Mafia turf wars could be on their way back - but unlike the carnage of the 90s, the new model is likely to be restricted to specific rackets, such as gambling and drugs.
The fatal shooting of Shabtai Kalmanovich, a convicted former KGB spy and alleged ally of gangland legend Yaponchik, is being widely seen as the first volley of machine-gun fire in a new underworld spat.
But the new battles are not about replacing Yaponchik, according to Mark Galeotti, an expert on the Russian underworld who teaches at New York University. Instead the sudden ban on gambling and booming drugs trade are set to be new flashpoints.
"Yaponchik was by now an anachronism with no real clout," Galeotti said. "His death was more a symptom of rising tensions and the decline of the old ‘social contract' of the underworld. On the other hand there are certainly those, especially from the old ‘vor v zakone' fraternity, who will gladly avenge him."
Kalmanovich's death has been linked to an "ethnic gang" involved in running Moscow's markets - another area where the authorities have recently been cracking down on illegal activity, closing Cherkizovsky and raiding Luzhniki.
RIA Novosti quoted an unnamed police source saying that investigators believed he was shot on the orders of a criminal gang which controls part of a market Kalmanovich wanted to buy.
"I do think a new round of turf wars, with associated killings, is quite likely," Galeotti added in an email. "The new bonanza of illegal gambling, the rising drug profits and the effects of the economic slowdown have all destabilised the old underworld order and it is time for a settling of old scores and, above all, a restructuring."
Both Kalmanovich - gunned down in rush-hour traffic on Krasnopresnenskaya Naberezhnaya - and Yaponchik, shot by a sniper as he left a restaurant, died very public deaths.
But there is little for ordinary Muscovites to fear, even if the violence escalates below the surface.
"This is essentially a war within the underworld," said Galeotti. "There still seems to be an awareness within the gangs that the state will not accept indiscriminate violence of the Yeltsin era variety, where car bombs and drive-by shootings were commonplace.
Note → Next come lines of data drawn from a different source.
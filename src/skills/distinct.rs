use crate::core::{RecordData, RecordTransform, TransformError, TransformOutput};
use crate::utils::error::{Result, SkillError};
use async_trait::async_trait;
use serde_json::{json, Value};
use std::collections::{HashMap, HashSet};
use std::path::Path;
use std::sync::Arc;
use unicode_general_category::{get_general_category, GeneralCategory};
use unicode_normalization::UnicodeNormalization;

/// Maps normalized word forms to the canonical (first) form of their lemma.
#[derive(Debug, Clone, Default)]
pub struct Thesaurus {
    synonyms: HashMap<String, String>,
}

impl Thesaurus {
    pub fn new<L, W>(lemmas: L) -> Result<Self>
    where
        L: IntoIterator<Item = W>,
        W: IntoIterator,
        W::Item: Into<String>,
    {
        let mut synonyms = HashMap::new();
        for lemma in lemmas {
            let forms: Vec<String> = lemma.into_iter().map(Into::into).collect();
            let Some(canonical) = forms.first().cloned() else {
                continue;
            };
            for form in &forms {
                let normalized = Self::normalize(form);
                if let Some(existing) = synonyms.get(&normalized) {
                    return Err(SkillError::ConfigError {
                        message: format!(
                            "Thesaurus parsing error: the form '{}' of the lemma '{}' looks the same, once normalized, as one of the forms of '{}'. Please disambiguate or merge lemmas.",
                            form, canonical, existing
                        ),
                    });
                }
                synonyms.insert(normalized, canonical.clone());
            }
        }
        Ok(Self { synonyms })
    }

    /// 從 JSON 檔載入 (`[["canonical", "synonym", ...], ...]`)
    pub fn from_file<P: AsRef<Path>>(path: P) -> Result<Self> {
        let path = path.as_ref();
        let content = std::fs::read_to_string(path)?;
        let lemmas: Vec<Vec<String>> =
            serde_json::from_str(&content).map_err(|e| SkillError::DataFileError {
                path: path.display().to_string(),
                message: e.to_string(),
            })?;
        let thesaurus = Self::new(lemmas)?;
        tracing::info!(
            "Loaded thesaurus with {} forms from {}",
            thesaurus.synonyms.len(),
            path.display()
        );
        Ok(thesaurus)
    }

    /// NFC 正規化後轉小寫，去掉 Unicode 標點 (P*) 與分隔符號 (Z*)
    pub fn normalize(word: &str) -> String {
        word.nfc()
            .collect::<String>()
            .to_lowercase()
            .chars()
            .filter(|&c| !is_punctuation_or_separator(c))
            .collect()
    }

    /// 去除重複字詞；同義詞以 thesaurus 的標準形式表示，其餘保留第一次出現的寫法
    pub fn dedupe<'a, I>(&self, words: I) -> Vec<String>
    where
        I: IntoIterator<Item = &'a str>,
    {
        let mut seen_keys = HashSet::new();
        let mut seen_output = HashSet::new();
        let mut out = Vec::new();

        for word in words {
            let normalized = Self::normalize(word);
            let (key, representative) = match self.synonyms.get(&normalized) {
                Some(canonical) => (canonical.clone(), canonical.clone()),
                None => (normalized, word.to_string()),
            };
            if seen_keys.insert(key) && seen_output.insert(representative.clone()) {
                out.push(representative);
            }
        }
        out
    }
}

fn is_punctuation_or_separator(c: char) -> bool {
    use GeneralCategory::*;
    matches!(
        get_general_category(c),
        ConnectorPunctuation
            | DashPunctuation
            | OpenPunctuation
            | ClosePunctuation
            | InitialPunctuation
            | FinalPunctuation
            | OtherPunctuation
            | SpaceSeparator
            | LineSeparator
            | ParagraphSeparator
    )
}

pub struct Distinct {
    thesaurus: Arc<Thesaurus>,
}

impl Distinct {
    pub const NAME: &'static str = "distinct";

    pub fn new(thesaurus: Arc<Thesaurus>) -> Self {
        Self { thesaurus }
    }
}

#[async_trait]
impl RecordTransform for Distinct {
    fn name(&self) -> &str {
        Self::NAME
    }

    async fn transform(
        &self,
        _record_id: &str,
        data: &RecordData,
    ) -> std::result::Result<TransformOutput, TransformError> {
        let words = data.get("words").and_then(Value::as_array).ok_or_else(|| {
            TransformError::missing_input("words", "array of words to de-duplicate")
        })?;

        let distinct = self
            .thesaurus
            .dedupe(words.iter().filter_map(Value::as_str));

        let mut out = RecordData::new();
        out.insert("distinct".to_string(), json!(distinct));
        Ok(TransformOutput::new(out))
    }
}

#[cfg(test)]
mod tests {
    use super::*;

    fn thesaurus() -> Arc<Thesaurus> {
        Arc::new(
            Thesaurus::new(vec![
                vec!["MSFT", "Microsoft", "Microsoft Corp", "Microsoft Corporation"],
                vec!["USA", "United States", "United States of America"],
            ])
            .unwrap(),
        )
    }

    #[test]
    fn test_normalize_strips_case_punctuation_and_spaces() {
        assert_eq!(Thesaurus::normalize("Microsoft Corp."), "microsoftcorp");
        assert_eq!(Thesaurus::normalize("U.S.A"), "usa");
    }

    #[test]
    fn test_symbols_are_not_punctuation() {
        let words = Thesaurus::default().dedupe(["C", "C++", "C$", "a|b"]);
        assert_eq!(words, vec!["C", "C++", "C$", "a|b"]);
    }

    #[test]
    fn test_unicode_punctuation_and_separators_are_stripped() {
        let words = Thesaurus::default().dedupe([
            "Microsoft's",
            "Microsoft\u{2019}s",
            "\u{ab}Microsoft\u{2013}s\u{bb}",
            "new\u{a0}york",
            "new york",
        ]);
        assert_eq!(words, vec!["Microsoft's", "new\u{a0}york"]);
    }

    #[test]
    fn test_composed_and_decomposed_forms_match() {
        let words = Thesaurus::default().dedupe(["caf\u{e9}", "cafe\u{301}"]);
        assert_eq!(words, vec!["caf\u{e9}"]);
    }

    #[test]
    fn test_dedupe_without_synonyms_keeps_first_occurrence() {
        let words = Thesaurus::default().dedupe(["Hello", "hello", "HELLO!", "world"]);
        assert_eq!(words, vec!["Hello", "world"]);
    }

    #[test]
    fn test_dedupe_uses_canonical_forms() {
        let words = thesaurus().dedupe([
            "Microsoft",
            "united states",
            "MSFT",
            "Microsoft Corporation",
            "Redmond",
            "U.S.A.",
        ]);
        assert_eq!(words, vec!["MSFT", "USA", "Redmond"]);
    }

    #[test]
    fn test_conflicting_lemmas_are_rejected() {
        let err = Thesaurus::new(vec![vec!["USA", "U.S."], vec!["US", "United States"]])
            .unwrap_err();
        assert!(matches!(err, SkillError::ConfigError { .. }));
        assert!(err.to_string().contains("'US'"));
    }

    #[tokio::test]
    async fn test_transform_requires_words() {
        let skill = Distinct::new(thesaurus());
        let data = json!({"words": "not an array"}).as_object().cloned().unwrap();

        let err = skill.transform("1", &data).await.unwrap_err();

        assert_eq!(
            err.message,
            "Input data is missing a `words` array of words to de-duplicate."
        );
    }

    #[tokio::test]
    async fn test_transform_outputs_distinct() {
        let skill = Distinct::new(thesaurus());
        let data = json!({"words": ["Microsoft", "MSFT", "Seattle"]})
            .as_object()
            .cloned()
            .unwrap();

        let out = skill.transform("1", &data).await.unwrap();

        assert_eq!(out.data.get("distinct"), Some(&json!(["MSFT", "Seattle"])));
    }
}
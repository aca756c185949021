use crate::domain::model::{InboundRecord, OutboundRecord};
use crate::domain::ports::RecordTransform;
use futures::stream::{self, StreamExt};
use futures::FutureExt;
use std::any::Any;
use std::panic::AssertUnwindSafe;

/// 對單筆 record 執行 transform。失敗（錯誤或 panic）只會記錄在這筆 record 上，永不外拋。
pub async fn dispatch(
    skill_name: &str,
    record: InboundRecord,
    transform: &dyn RecordTransform,
) -> OutboundRecord {
    let InboundRecord { record_id, data } = record;

    let outcome = AssertUnwindSafe(transform.transform(&record_id, &data))
        .catch_unwind()
        .await;

    match outcome {
        Ok(Ok(output)) => {
            tracing::debug!(
                "{} - record '{}' produced {} fields, {} warnings",
                skill_name,
                record_id,
                output.data.len(),
                output.warnings.len()
            );
            OutboundRecord::success(record_id, output.data, output.warnings)
        }
        Ok(Err(err)) => {
            tracing::warn!("{} - record '{}' failed: {}", skill_name, record_id, err);
            let message = record_error_message(skill_name, &err.message);
            OutboundRecord::failure(record_id, err.partial_data, message)
        }
        Err(panic) => {
            let description = panic_description(panic.as_ref());
            tracing::warn!(
                "{} - record '{}' panicked: {}",
                skill_name,
                record_id,
                description
            );
            let message = record_error_message(skill_name, &description);
            OutboundRecord::failure(record_id, Default::default(), message)
        }
    }
}

/// Dispatches every record of a batch, yielding outcomes in input order.
/// `concurrency` of 1 processes records one after another.
pub async fn dispatch_all(
    skill_name: &str,
    records: Vec<InboundRecord>,
    transform: &dyn RecordTransform,
    concurrency: usize,
) -> Vec<OutboundRecord> {
    stream::iter(records)
        .map(|record| dispatch(skill_name, record, transform))
        .buffered(concurrency.max(1))
        .collect()
        .await
}

fn record_error_message(skill_name: &str, description: &str) -> String {
    format!(
        "{} - Error processing the request record : {}",
        skill_name, description
    )
}

fn panic_description(payload: &(dyn Any + Send)) -> String {
    if let Some(message) = payload.downcast_ref::<&str>() {
        format!("unexpected fault: {}", message)
    } else if let Some(message) = payload.downcast_ref::<String>() {
        format!("unexpected fault: {}", message)
    } else {
        "unexpected fault".to_string()
    }
}
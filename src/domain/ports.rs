use crate::domain::model::{RecordData, TransformOutput};
use crate::utils::error::{Result, TransformError};
use async_trait::async_trait;

/// A skill's per-record transform. Implementations must not keep state
/// between invocations or touch records other than the one they are given.
#[async_trait]
pub trait RecordTransform: Send + Sync {
    /// Display name, used as route and error-message prefix.
    fn name(&self) -> &str;

    /// Name of a required setting that is absent, checked before any record is parsed.
    fn missing_setting(&self) -> Option<&str> {
        None
    }

    async fn transform(
        &self,
        record_id: &str,
        data: &RecordData,
    ) -> std::result::Result<TransformOutput, TransformError>;
}

pub trait SettingsProvider: Send + Sync {
    fn get(&self, key: &str) -> Option<String>;

    /// 空字串視同未設定
    fn get_non_empty(&self, key: &str) -> Option<String> {
        self.get(key).filter(|value| !value.trim().is_empty())
    }
}

/// Outbound HTTP capability handed to skills that call upstream services.
#[async_trait]
pub trait HttpFetcher: Send + Sync {
    async fn get_json(&self, url: &str, query: &[(&str, &str)]) -> Result<serde_json::Value>;
}
use crate::utils::error::{Result, SkillError};
use crate::utils::validation::Validate;
use serde::{Deserialize, Serialize};
use std::collections::HashMap;
use std::path::{Path, PathBuf};

#[derive(Debug, Clone, Default, Serialize, Deserialize)]
pub struct SkillsConfig {
    #[serde(default)]
    pub server: ServerConfig,
    #[serde(default)]
    pub data: DataConfig,
    /// Skill settings (API keys, endpoints). Looked up before environment variables.
    #[serde(default)]
    pub settings: HashMap<String, String>,
}

#[derive(Debug, Clone, Serialize, Deserialize)]
pub struct ServerConfig {
    #[serde(default = "ServerConfig::default_listen_addr")]
    pub listen_addr: String,
    #[serde(default = "ServerConfig::default_max_concurrency")]
    pub max_concurrency: usize,
    #[serde(default = "ServerConfig::default_request_timeout")]
    pub request_timeout_seconds: u64,
}

impl ServerConfig {
    fn default_listen_addr() -> String {
        "0.0.0.0:7071".to_string()
    }

    fn default_max_concurrency() -> usize {
        1
    }

    fn default_request_timeout() -> u64 {
        30
    }
}

impl Default for ServerConfig {
    fn default() -> Self {
        Self {
            listen_addr: Self::default_listen_addr(),
            max_concurrency: Self::default_max_concurrency(),
            request_timeout_seconds: Self::default_request_timeout(),
        }
    }
}

#[derive(Debug, Clone, Serialize, Deserialize)]
pub struct DataConfig {
    #[serde(default = "DataConfig::default_data_dir")]
    pub data_dir: String,
    pub acronyms_path: Option<String>,
    pub thesaurus_path: Option<String>,
}

impl DataConfig {
    fn default_data_dir() -> String {
        "data".to_string()
    }

    pub fn acronyms_path(&self) -> PathBuf {
        self.resolve(self.acronyms_path.as_deref(), "acronyms.json")
    }

    pub fn thesaurus_path(&self) -> PathBuf {
        self.resolve(self.thesaurus_path.as_deref(), "thesaurus.json")
    }

    fn resolve(&self, explicit: Option<&str>, file_name: &str) -> PathBuf {
        match explicit {
            Some(path) => PathBuf::from(path),
            None => Path::new(&self.data_dir).join(file_name),
        }
    }
}

impl Default for DataConfig {
    fn default() -> Self {
        Self {
            data_dir: Self::default_data_dir(),
            acronyms_path: None,
            thesaurus_path: None,
        }
    }
}

impl SkillsConfig {
    /// 從 TOML 檔案載入配置
    pub fn from_file<P: AsRef<Path>>(path: P) -> Result<Self> {
        let content = std::fs::read_to_string(&path).map_err(SkillError::IoError)?;
        Self::from_toml_str(&content)
    }

    /// 從 TOML 字串解析配置
    pub fn from_toml_str(content: &str) -> Result<Self> {
        let processed_content = Self::substitute_env_vars(content)?;

        toml::from_str(&processed_content).map_err(|e| SkillError::ConfigError {
            message: format!("TOML parsing error: {}", e),
        })
    }

    /// `[settings]` 中實際有值的設定；空白或未替換的佔位符視同未設定
    pub fn configured_setting(&self, key: &str) -> Option<&str> {
        self.settings
            .get(key)
            .map(String::as_str)
            .filter(|value| !value.trim().is_empty() && !is_unresolved_placeholder(value))
    }

    /// 替換環境變數 (例如 ${AZUREMAPS_APP_KEY})，未設定的保持原樣
    fn substitute_env_vars(content: &str) -> Result<String> {
        use regex::Regex;
        let re = Regex::new(r"\$\{([^}]+)\}").map_err(|e| SkillError::ConfigError {
            message: format!("Invalid substitution pattern: {}", e),
        })?;

        let result = re.replace_all(content, |caps: &regex::Captures| {
            let var_name = &caps[1];
            std::env::var(var_name).unwrap_or_else(|_| format!("${{{}}}", var_name))
        });

        Ok(result.to_string())
    }
}

/// `${VAR}` left untouched because the variable was not set.
pub fn is_unresolved_placeholder(value: &str) -> bool {
    value.starts_with("${") && value.ends_with('}')
}

impl Validate for SkillsConfig {
    fn validate(&self) -> Result<()> {
        use crate::utils::validation::*;

        validate_non_empty_string("server.listen_addr", &self.server.listen_addr)?;
        validate_range("server.max_concurrency", self.server.max_concurrency, 1, 64)?;
        validate_range(
            "server.request_timeout_seconds",
            self.server.request_timeout_seconds,
            1,
            300,
        )?;

        validate_path("data.data_dir", &self.data.data_dir)?;
        if let Some(path) = &self.data.acronyms_path {
            validate_path("data.acronyms_path", path)?;
        }
        if let Some(path) = &self.data.thesaurus_path {
            validate_path("data.thesaurus_path", path)?;
        }

        if let Some(endpoint) = self.configured_setting(crate::skills::geo_point::ENDPOINT_SETTING) {
            validate_url(crate::skills::geo_point::ENDPOINT_SETTING, endpoint)?;
        }

        tracing::info!("✅ Configuration validation passed");
        Ok(())
    }
}
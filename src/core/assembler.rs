use crate::domain::model::{OutboundBatch, OutboundRecord};
use crate::utils::error::ProtocolError;

/// 將 outbound records 包在 `values` 底下編碼，順序不變、不去重、不丟棄。
pub fn assemble(outbound: Vec<OutboundRecord>) -> Result<Vec<u8>, ProtocolError> {
    let batch = OutboundBatch { values: outbound };
    serde_json::to_vec(&batch).map_err(ProtocolError::EncodingFault)
}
Assassinations will tend to be more precise."
Kalmanovich was also closely involved with basketball, where he owned the Russian and European women's champions Spartak-Vidnoye, having previously run into controversy at UMMC Yekaterinburg in a passport scandal.
A theory that Kalmanovich's death was related to his sporting interests was quickly bounced out of court by Russian basketball chief Sergei Chernov, who worked with him during the Russian women's national team's World Championship silver medal campaign in 2006.
"In sport, people fight it out on the pitch. I am convinced this savagery has nothing to do with sport," Chernov told RIA Novosti, going on to say he had met Kalmanovich earlier on the day of his death. "We talked for about half an hour and I saw no shadow of anxiety or nerves."
My life is something that normal people only see at the movies," Kalmanovich once said in an interview. His CV includes a stint in an Israeli jail over KGB spying, leading three clubs to Euroleague basketball success and becoming a friend to the stars.
Born in Kaunas, Lithuania, in 1947, he and his family emigrated to Israel in the early 70s, where he studied engineering in Jerusalem and started trading and construction businesses.
In 1988 Kalmanovich was sentenced to nine years for spying for the KGB, but was released in 1993 and returned to Russia to set up a business with popular singer Josif Kobzon. He promoted concerts by the likes of Michael Jackson, modernised Tishinsky Market and was director of Dorogomilovsky Market.
In 1996 he became co-owner and manager of Zalgiris basketball club in his native Lithuania, guiding them to the men's Euroleague title in 1999. He later became the first man to lead men's and women's teams to Euro glory, seeing first UMMC Yekaterinburg and later Spartak-Vidnoye take the women's title.
Kalmanovich married three times, including to basketball player Anna Arkhipova.